Em Porto Alegre, os sempre organizados Grêmio e Internacional não poderiam deixar de estar bem situados neste aspecto. Campeão mundial de 1983, tricolor abriu em 2015, na nova arena, o Museu Hermínio Bittencourt, projetado para dobrar de tamanho nos próximos anos. No Beira-Rio, um sorridente Saci, símbolo do Inter, campeão mundial de 2006, recepciona os visitantes do Museu Ruy Tedesco, aberto em 2010. Já em Belo Horizonte, surpreendentemente, Atlético Mineiro e Cruzeiro, apesar de colecionadores de títulos, ainda não adotaram as modernas concepções de museus desportivos, mantendo salas de troféus.

Exposição do Museu do Futebol no CCBB. Foto: Claudio Nogueira
Exposição do Museu do Futebol no CCBB. Foto: Claudio Nogueira

No mês de junho de 2017, o jornal El País publicou reportagem sobre 15 museus de futebol que os aficcionados não podem deixar de visitar nas Américas. Na lista, consta o excelente Museu do Futebol, no Pacaembu, São Paulo, que promoveu exposição no Centro Cultural Banco do Brasil (CCBB), no Rio, durante o mês da Copa do Mundo. Outros memoriais citados pela revista são a Casa de deus, dedicado a Maradona, em Buenos Aires; o Museu Pelé, em Santos; memoriais da CBF, no Rio; e da Conmebol, em Assunción, do Paraguai; das Camisas, no Chile; e modernos museus de clubes, como o do Santos; e em especial os dos argentinos Boca Juniors e River Plate.

Especialmente na Europa, em países muito tradicionais na modalidade, como Espanha, Inglaterra, Itália e Portugal, museus desportivos integram cada vez mais as listas das principais atrações turísticas de suas cidades. Casos do Barcelona, Real Madrid, Juventus de Turim, Benfica, Porto, Manchester United, Arsenal, Liverpool e Chelsea, dentre outros.

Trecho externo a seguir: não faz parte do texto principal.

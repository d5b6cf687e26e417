//! `mailtrail` — question answering over email archives.
//!
//! This crate parses plain-text emails and multi-message thread exports,
//! reorders quote trails, stores the messages as embedded documents, and
//! answers questions from the most relevant ones. An evaluation harness
//! scores answers against expected ones.

pub mod backend;
pub mod config;
pub mod error;
pub mod eval;
pub mod index;
pub mod model;
pub mod parser;
pub mod query;
pub mod session;
pub mod store;
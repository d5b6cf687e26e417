//! Context and prompt assembly.

use crate::model::document::IndexedDocument;

/// Separator placed between documents in the context.
pub const CONTEXT_DELIMITER: &str = "\n\n---\n\n";

/// Render documents as a context block, in the given order.
///
/// Each document shows `From`, `To`, `Subject` and `Date` (with `Unknown` /
/// `No Subject` placeholders), a blank line, then its trimmed content.
pub fn build_context(documents: &[IndexedDocument]) -> String {
    documents
        .iter()
        .map(|doc| {
            let meta = &doc.metadata;
            format!(
                "From: {}\nTo: {}\nSubject: {}\nDate: {}\n\n{}",
                meta.from.as_deref().unwrap_or("Unknown"),
                meta.to.as_deref().unwrap_or("Unknown"),
                meta.subject.as_deref().unwrap_or("No Subject"),
                meta.date.as_deref().unwrap_or("Unknown"),
                doc.content.trim()
            )
        })
        .collect::<Vec<_>>()
        .join(CONTEXT_DELIMITER)
}

/// Fill the grounding instruction template.
pub fn build_prompt(question: &str, context: &str) -> String {
    format!(
        "You are an AI assistant helping analyze and summarize corporate email trails. \
         Use only the information provided in the CONTEXT to answer the QUESTION.\n\
         Be specific, and do not make assumptions beyond the content.\n\n\
         QUESTION:\n{question}\n\n\
         CONTEXT:\n{context}\n\n\
         Answer:"
    )
}
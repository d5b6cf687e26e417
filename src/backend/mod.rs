//! Embedding and text-generation services.
//!
//! Both are blocking request/response calls. Implementations:
//! [`OllamaBackend`] talks HTTP to an Ollama server, [`HashingEmbedder`]
//! embeds offline, and [`ScriptedGenerator`] returns canned replies.

pub mod hashing;
pub mod ollama;
pub mod scripted;

pub use hashing::HashingEmbedder;
pub use ollama::OllamaBackend;
pub use scripted::ScriptedGenerator;

use crate::config::{BackendConfig, BackendKind};
use crate::error::{Result, TrailError};

/// Turns text into a fixed-length vector. Identical input gives identical output.
pub trait Embedder: Send + Sync {
    /// Embed one text.
    fn embed(&self, text: &str) -> Result<Vec<f32>>;

    /// Vector length, when known before the first call.
    fn dimension(&self) -> Option<usize>;

    /// Model identifier; stores refuse to mix vectors from different models.
    fn model_name(&self) -> &str;
}

/// Produces text from a prompt. May be slow and non-deterministic.
pub trait Generator: Send + Sync {
    fn generate(&self, prompt: &str) -> Result<String>;

    fn model_name(&self) -> &str;
}

/// Build the embedder selected by `config.kind`.
pub fn embedder_from_config(config: &BackendConfig) -> Box<dyn Embedder> {
    match config.kind {
        BackendKind::Ollama => Box::new(OllamaBackend::from_config(config)),
        BackendKind::Hashing => Box::new(HashingEmbedder::new(config.hashing_dimension)),
    }
}

/// Build the generator selected by `config.kind`.
///
/// The hashing backend has no generation counterpart.
pub fn generator_from_config(config: &BackendConfig) -> Result<Box<dyn Generator>> {
    match config.kind {
        BackendKind::Ollama => Ok(Box::new(OllamaBackend::from_config(config))),
        BackendKind::Hashing => Err(TrailError::Generation(
            "backend.kind = \"hashing\" has no text generation; use an Ollama backend".into(),
        )),
    }
}

#[cfg(test)]
mod tests {
    use super::*;

    #[test]
    fn test_hashing_config_builds_offline_embedder() {
        let config = BackendConfig {
            kind: BackendKind::Hashing,
            hashing_dimension: 64,
            ..BackendConfig::default()
        };
        let embedder = embedder_from_config(&config);
        assert_eq!(embedder.dimension(), Some(64));
        assert_eq!(embedder.embed("budget").unwrap().len(), 64);
        assert!(generator_from_config(&config).is_err());
    }

    #[test]
    fn test_ollama_config_uses_model_names() {
        let config = BackendConfig::default();
        assert_eq!(embedder_from_config(&config).model_name(), "all-minilm");
        assert_eq!(generator_from_config(&config).unwrap().model_name(), "llama3.2");
    }
}
//! Persistent evaluation logs: a growing JSON array and a CSV file.
//!
//! Both are append-only across runs. Writes are not transactional; a crash
//! mid-write can leave a partial CSV row.

use std::fs::OpenOptions;
use std::io::Write;
use std::path::Path;

use anyhow::Context;
use tracing::info;

use crate::eval::harness::EvaluationRecord;

/// CSV column names, written once when the file is empty.
pub const CSV_HEADER: &str = "question,expected_answer,predicted_answer,exact_match,f1_score";

/// Append records to a JSON array file, creating it if missing.
///
/// Existing entries are kept as opaque values, so older logs with other
/// fields or `null` predictions still accept new rows.
pub fn append_json_log(path: &Path, records: &[EvaluationRecord]) -> anyhow::Result<()> {
    let mut existing: Vec<serde_json::Value> = if path.exists() {
        let text = std::fs::read_to_string(path)
            .with_context(|| format!("reading {}", path.display()))?;
        if text.trim().is_empty() {
            Vec::new()
        } else {
            serde_json::from_str(&text)
                .with_context(|| format!("{} is not a JSON array of results", path.display()))?
        }
    } else {
        Vec::new()
    };

    for record in records {
        existing.push(serde_json::to_value(record)?);
    }
    let json = serde_json::to_string_pretty(&existing)?;
    std::fs::write(path, json).with_context(|| format!("writing {}", path.display()))?;
    info!(path = %path.display(), appended = records.len(), "Logged results to JSON");
    Ok(())
}

/// Append records as CSV rows. F1 is rounded to two decimals.
pub fn append_csv_log(path: &Path, records: &[EvaluationRecord]) -> anyhow::Result<()> {
    let mut file = OpenOptions::new()
        .create(true)
        .append(true)
        .open(path)
        .with_context(|| format!("opening {}", path.display()))?;

    if file.metadata()?.len() == 0 {
        writeln!(file, "{CSV_HEADER}")?;
    }
    for r in records {
        writeln!(
            file,
            "{},{},{},{},{:.2}",
            csv_escape(&r.question),
            csv_escape(&r.expected_answer),
            csv_escape(&r.predicted_answer),
            r.exact_match,
            r.f1_score,
        )?;
    }
    info!(path = %path.display(), appended = records.len(), "Logged results to CSV");
    Ok(())
}

/// Escape a value for CSV (RFC 4180).
///
/// Wraps in double quotes if the value contains commas, quotes, or newlines.
fn csv_escape(value: &str) -> String {
    if value.contains(',') || value.contains('"') || value.contains('\n') || value.contains('\r') {
        format!("\"{}\"", value.replace('"', "\"\""))
    } else {
        value.to_string()
    }
}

Hall of fame da NCAA, esportes universitários americanos, em Indianápolis. Foto: Claudio Nogueira
Hall of fame da NCAA, esportes universitários americanos, em Indianápolis. Foto: Claudio Nogueira

Nos Estados Unidos e Canadá, embora não haja a forte cultura de clubes existente no nosso país, os Halls of Fame, ou Salões da Fama, sejam eles de esportes – como o Indianapolis Motor Speedway e NCAA (esportes universitários), ambos em Indianápolis; o da NFL, em Canton; o do basquete mundial, em Springfield; o do beisebol, em Cooperstown – ou os de universidades e high schools (escolas de ensino médio) são atrações turísticas das cidades onde estão localizados. Situados no primeiro mundo, esses espaços culturais e esportivos já seguem a concepção moderna, a de combinar a preservação da memória com a função de geradores de recursos.

Hall of fame do Indianapolis Motor Speedway. O carro vencedor da primeira edição das 500 milhas de Indianapolis, em 1911. Foto: Claudio Nogueira
Hall of fame do Indianapolis Motor Speedway. O carro vencedor da primeira edição das 500 milhas de Indianapolis, em 1911. Foto: Claudio Nogueira

Resta saber quando todas as grandes equipes brasileiras vão perceber a necessidade de se modernizar também neste aspecto e serão capazes de transformar a poeira de taças mal preservadas no ouro da geração de recursos.